Measured steps in Fort Macleod

Joanna Lyke has been running her embroidery and engraving business, Crazy Stitch, on Fort Macleod’s main street since 2013. Over time, she bought out other small operations in town and grew her team to a dozen people at peak.

In 2022, she opened a second shop down the street – a compact Western and workwear store stocked with rodeo shirts, kids’ Carhartt and the kind of gear people around here actually wear to work. The idea was simple: Sell what locals needed and use the extra revenue to keep the embroidery side flush with inventory.

But the store never found the same rhythm. It was smaller, newer and relied more on American suppliers. Prices crept up as the Canadian dollar slid, and getting stock across the border became more complicated. Some days, there just wasn’t enough foot traffic to justify having someone behind the counter. “If it’s slow over there, staff come here and can do more,” Lyke said. “It saves on wages.”

Lyke doesn’t need to wait for Friday’s retail sales report to know how consumer confidence is weighing on brick-and-mortar shops in smaller communities. She’s now closing the second storefront and shifting more sales online. Unlike her embroidery supplies – which are mostly Canadian and ship quickly, often with free delivery – much of the apparel sold at the second shop had to be imported and paid for in U.S. dollars, often well in advance. That left the business exposed to currency fluctuations and unpredictable shipping costs.

Access to full inventory was another issue. Carhartt, the U.S. workwear giant, paused new retail accounts during the pandemic and hasn’t reopened them since. “You can get a Carhartt account in this area,” Lyke said, “but it’s limited – certain colours, small markups. To get the full one with kids’ stuff, ladies’ sizes, you usually need a full retail store.”

Open this photo in gallery:

Joanna Lyke is making moves to insulate her business and staff from an uncertain future.The Globe and Mail

This kind of pressure has only grown since Ottawa introduced a new system late last year to collect duties – a program that, so far, has added paperwork, delays and new costs for small importers. “It’s just one more thing,” Lyke said.
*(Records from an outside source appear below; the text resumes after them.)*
//! Bucketed rolling outcome window.

use std::time::Duration;

use tokio::time::Instant;

#[derive(Debug, Clone, Copy, Default)]
struct Bucket {
    successes: u32,
    failures: u32,
}

/// Fixed-size ring of time buckets tracking call outcomes over a rolling
/// window. Buckets that fall out of the window are cleared lazily as time
/// advances.
#[derive(Debug)]
pub(crate) struct RollingWindow {
    buckets: Vec<Bucket>,
    bucket_span: Duration,
    current: usize,
    rotated_at: Instant,
}

impl RollingWindow {
    pub(crate) fn new(window: Duration, buckets: usize) -> Self {
        let buckets = buckets.max(1);
        Self {
            buckets: vec![Bucket::default(); buckets],
            bucket_span: window / buckets as u32,
            current: 0,
            rotated_at: Instant::now(),
        }
    }

    /// Rotate past buckets according to elapsed time.
    fn advance(&mut self, now: Instant) {
        if self.bucket_span.is_zero() {
            return;
        }
        let elapsed = now.saturating_duration_since(self.rotated_at);
        let steps = (elapsed.as_nanos() / self.bucket_span.as_nanos()) as usize;
        if steps == 0 {
            return;
        }
        for _ in 0..steps.min(self.buckets.len()) {
            self.current = (self.current + 1) % self.buckets.len();
            self.buckets[self.current] = Bucket::default();
        }
        if steps >= self.buckets.len() {
            self.rotated_at = now;
        } else {
            self.rotated_at += self.bucket_span * steps as u32;
        }
    }

    pub(crate) fn record_success(&mut self, now: Instant) {
        self.advance(now);
        self.buckets[self.current].successes += 1;
    }

    pub(crate) fn record_failure(&mut self, now: Instant) {
        self.advance(now);
        self.buckets[self.current].failures += 1;
    }

    /// `(total calls, failures)` currently inside the window.
    pub(crate) fn totals(&mut self, now: Instant) -> (u32, u32) {
        self.advance(now);
        let mut total = 0;
        let mut failures = 0;
        for bucket in &self.buckets {
            total += bucket.successes + bucket.failures;
            failures += bucket.failures;
        }
        (total, failures)
    }

    pub(crate) fn reset(&mut self, now: Instant) {
        for bucket in &mut self.buckets {
            *bucket = Bucket::default();
        }
        self.rotated_at = now;
    }
}

#[cfg(test)]
mod tests {
    use super::*;

    #[tokio::test(start_paused = true)]
    async fn outcomes_age_out_of_the_window() {
        let mut window = RollingWindow::new(Duration::from_secs(1), 4);
        let now = Instant::now();
        window.record_failure(now);
        window.record_failure(now);
        assert_eq!(window.totals(now), (2, 2));

        tokio::time::advance(Duration::from_millis(1500)).await;
        assert_eq!(window.totals(Instant::now()), (0, 0));
    }

    #[tokio::test(start_paused = true)]
    async fn partial_aging_keeps_recent_buckets() {
        let mut window = RollingWindow::new(Duration::from_secs(1), 4);
        window.record_failure(Instant::now());

        tokio::time::advance(Duration::from_millis(300)).await;
        window.record_success(Instant::now());

        // The first bucket is still inside the 1s window.
        let (total, failures) = window.totals(Instant::now());
        assert_eq!((total, failures), (2, 1));
    }
}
Fort Macleod is used to figuring things out. First established as a North-West Mounted Police post in the 1870s, it grew into an early agricultural and railway hub. That changed in 1912, when the Canadian Pacific Railway decided to move the divisional point and its jobs to nearby Lethbridge.

Today, just under 4,000 people live in the town, about two hours south of Calgary and just west of Lethbridge. Agriculture and construction remain key to its economy, but tourism is good for business: Its historic sites from those early days draw both history buffs and filmmakers. In recent years, Fort Macleod has appeared in Ghostbusters: Afterlife, Brokeback Mountain and Interstellar.
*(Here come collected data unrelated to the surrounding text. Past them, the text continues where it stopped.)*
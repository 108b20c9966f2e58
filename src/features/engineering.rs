//! Feature engineering
//!
//! Extends a candle series with the indicator columns the classifier trains
//! on, plus the forward-looking binary label. The full-length table is kept
//! for charting and latest-row inference; `training_rows` trims to the rows
//! where every feature and the label are defined.

use crate::data::{Candle, Dataset};
use crate::features::technical::{pct_change, rsi, sma};
use chrono::{DateTime, Utc};
use serde::{Deserialize, Serialize};

/// Fixed feature schema, in training-matrix order.
pub const FEATURE_COLUMNS: [&str; 5] = ["rsi", "sma_20", "sma_50", "returns", "volume_change"];

/// How many periods ahead the label looks.
pub const FORWARD_HORIZON: usize = 3;

const RSI_PERIOD: usize = 14;
const SMA_SHORT: usize = 20;
const SMA_LONG: usize = 50;

/// A candle series with derived columns. All columns have the same length
/// as `candles`; undefined positions are NaN.
#[derive(Debug, Clone, Serialize, Deserialize)]
pub struct FeatureTable {
    pub symbol: String,
    pub candles: Vec<Candle>,
    pub rsi: Vec<f64>,
    pub sma_20: Vec<f64>,
    pub sma_50: Vec<f64>,
    pub returns: Vec<f64>,
    pub volume_change: Vec<f64>,
    /// Close price `FORWARD_HORIZON` periods ahead; NaN for the final rows.
    pub future_close: Vec<f64>,
    /// 1.0 when the forward close exceeds the row's close, 0.0 otherwise;
    /// NaN where the forward close is undefined.
    pub labels: Vec<f64>,
}

impl FeatureTable {
    pub fn len(&self) -> usize {
        self.candles.len()
    }

    pub fn is_empty(&self) -> bool {
        self.candles.is_empty()
    }

    /// The feature vector at `idx` in `FEATURE_COLUMNS` order, or `None`
    /// when any value is missing.
    pub fn features_at(&self, idx: usize) -> Option<Vec<f64>> {
        if idx >= self.len() {
            return None;
        }
        let row = vec![
            self.rsi[idx],
            self.sma_20[idx],
            self.sma_50[idx],
            self.returns[idx],
            self.volume_change[idx],
        ];
        if row.iter().any(|v| !v.is_finite()) {
            return None;
        }
        Some(row)
    }

    /// Rows where all five features and the label are defined, as a
    /// training matrix. Chronological order is preserved.
    pub fn training_rows(&self) -> Dataset {
        let names = FEATURE_COLUMNS.iter().map(|s| s.to_string()).collect();
        let mut dataset = Dataset::new(names);

        for idx in 0..self.len() {
            let label = self.labels[idx];
            if !label.is_finite() {
                continue;
            }
            if let Some(row) = self.features_at(idx) {
                dataset.push(row, label as u8, self.candles[idx].timestamp);
            }
        }

        dataset
    }

    pub fn latest_timestamp(&self) -> Option<DateTime<Utc>> {
        self.candles.last().map(|c| c.timestamp)
    }

    pub fn latest_close(&self) -> Option<f64> {
        self.candles.last().map(|c| c.close)
    }
}

/// Derives the indicator and label columns for a candle series.
#[derive(Debug, Clone, Default)]
pub struct FeatureEngineer;

impl FeatureEngineer {
    pub fn new() -> Self {
        Self
    }

    /// Build the full feature table. Returns `None` for an empty series so
    /// the caller can short-circuit with its no-data error.
    pub fn prepare(&self, symbol: &str, candles: &[Candle]) -> Option<FeatureTable> {
        if candles.is_empty() {
            return None;
        }

        let closes: Vec<f64> = candles.iter().map(|c| c.close).collect();
        let volumes: Vec<f64> = candles.iter().map(|c| c.volume).collect();
        let n = closes.len();

        let mut future_close = vec![f64::NAN; n];
        let mut labels = vec![f64::NAN; n];
        for i in 0..n.saturating_sub(FORWARD_HORIZON) {
            future_close[i] = closes[i + FORWARD_HORIZON];
            labels[i] = if future_close[i] > closes[i] { 1.0 } else { 0.0 };
        }

        Some(FeatureTable {
            symbol: symbol.to_string(),
            candles: candles.to_vec(),
            rsi: rsi(&closes, RSI_PERIOD),
            sma_20: sma(&closes, SMA_SHORT),
            sma_50: sma(&closes, SMA_LONG),
            returns: pct_change(&closes),
            volume_change: pct_change(&volumes),
            future_close,
            labels,
        })
    }
}

#[cfg(test)]
mod tests {
    use super::*;
    use chrono::{Duration, Utc};

    fn candles_with_closes(closes: &[f64]) -> Vec<Candle> {
        let start = Utc::now();
        closes
            .iter()
            .enumerate()
            .map(|(i, &close)| Candle {
                timestamp: start + Duration::days(i as i64),
                open: close - 0.5,
                high: close + 1.0,
                low: close - 1.0,
                close,
                volume: 1_000_000.0 + i as f64,
            })
            .collect()
    }

    fn trending_candles(n: usize) -> Vec<Candle> {
        let closes: Vec<f64> = (0..n).map(|i| 100.0 + (i as f64 * 0.1).sin() * 10.0).collect();
        candles_with_closes(&closes)
    }

    #[test]
    fn empty_series_yields_none() {
        assert!(FeatureEngineer::new().prepare("AAPL", &[]).is_none());
    }

    #[test]
    fn full_table_keeps_input_length() {
        for n in [10usize, 53, 100, 300] {
            let table = FeatureEngineer::new()
                .prepare("AAPL", &trending_candles(n))
                .unwrap();
            assert_eq!(table.len(), n);
            assert_eq!(table.rsi.len(), n);
            assert_eq!(table.sma_50.len(), n);
            assert_eq!(table.labels.len(), n);
        }
    }

    #[test]
    fn training_subset_row_count() {
        // 50-period SMA needs 49 prior rows, the label needs 3 forward
        // rows, so a clean length-L series trains on exactly L - 52 rows.
        for n in [53usize, 100, 300] {
            let table = FeatureEngineer::new()
                .prepare("AAPL", &trending_candles(n))
                .unwrap();
            assert_eq!(table.training_rows().len(), n - 52, "length {n}");
        }
    }

    #[test]
    fn label_construction() {
        let table = FeatureEngineer::new()
            .prepare("TEST", &candles_with_closes(&[10.0, 20.0, 15.0, 30.0, 5.0, 40.0, 8.0]))
            .unwrap();

        // close[3] = 30 > close[0] = 10
        assert_eq!(table.labels[0], 1.0);
        // close[4] = 5 < close[1] = 20
        assert_eq!(table.labels[1], 0.0);
        assert_eq!(table.labels[2], 1.0);
        // close[6] = 8 < close[3] = 30
        assert_eq!(table.labels[3], 0.0);
        // final 3 rows have no forward close
        assert!(table.labels[4].is_nan());
        assert!(table.labels[5].is_nan());
        assert!(table.labels[6].is_nan());
    }

    #[test]
    fn features_at_rejects_undefined_rows() {
        let table = FeatureEngineer::new()
            .prepare("AAPL", &trending_candles(60))
            .unwrap();
        // Row 10 predates the 50-period SMA window.
        assert!(table.features_at(10).is_none());
        // The last row has all indicators even though its label is missing.
        let row = table.features_at(59).unwrap();
        assert_eq!(row.len(), FEATURE_COLUMNS.len());
        assert!(row.iter().all(|v| v.is_finite()));
    }

    #[test]
    fn feature_order_matches_schema() {
        let table = FeatureEngineer::new()
            .prepare("AAPL", &trending_candles(60))
            .unwrap();
        let row = table.features_at(55).unwrap();
        assert_eq!(row[0], table.rsi[55]);
        assert_eq!(row[1], table.sma_20[55]);
        assert_eq!(row[2], table.sma_50[55]);
        assert_eq!(row[3], table.returns[55]);
        assert_eq!(row[4], table.volume_change[55]);
    }
}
The community is now rallying behind a campaign to restore the Empress Theatre, a 112-year-old cultural landmark. Like Lyke’s business, it’s less about starting over than adapting to what’s next.


Charted

We’d like to book a reservation

Canadians are saving by cancelling their trips to the U.S., and one of the big beneficiaries of the travel boycott appears to be restaurants at home. The number of reservations at restaurants north of the border has grown more than 20 per cent so far in April compared to last year, Jason Kirby writes – continuing a months-long trend of Canada leading many other countries in restaurant dining growth. (Germans weren’t feeling like leaving the house last month, evidently.)


Bookmarked

On our reading list

On the ocean: Fishermen celebrate Trump’s seafood order while conservation groups fear overfishing.

Online: From Lululemon to Birkenstocks, viral videos are urging shoppers to buy direct from China.
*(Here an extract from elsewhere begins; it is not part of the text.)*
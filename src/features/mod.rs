//! Feature engineering: technical indicators and the labeled feature table

pub mod engineering;
pub mod technical;

pub use engineering::{FeatureEngineer, FeatureTable, FEATURE_COLUMNS, FORWARD_HORIZON};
On track: Europe’s expanding high-speed rail networks offer lessons for Canada.


Morning update

Global markets were lower as anxiety over tariffs and criticism of the Federal Reserve by President Donald Trump shook investor confidence. Wall Street futures were in the red, while TSX futures followed sentiment lower.

Overseas, markets in European and Hong Kong were closed for a holiday. In Asia, Japan’s Nikkei closed 1.3 per cent lower.

The Canadian dollar traded at 72.40 U.S. cents.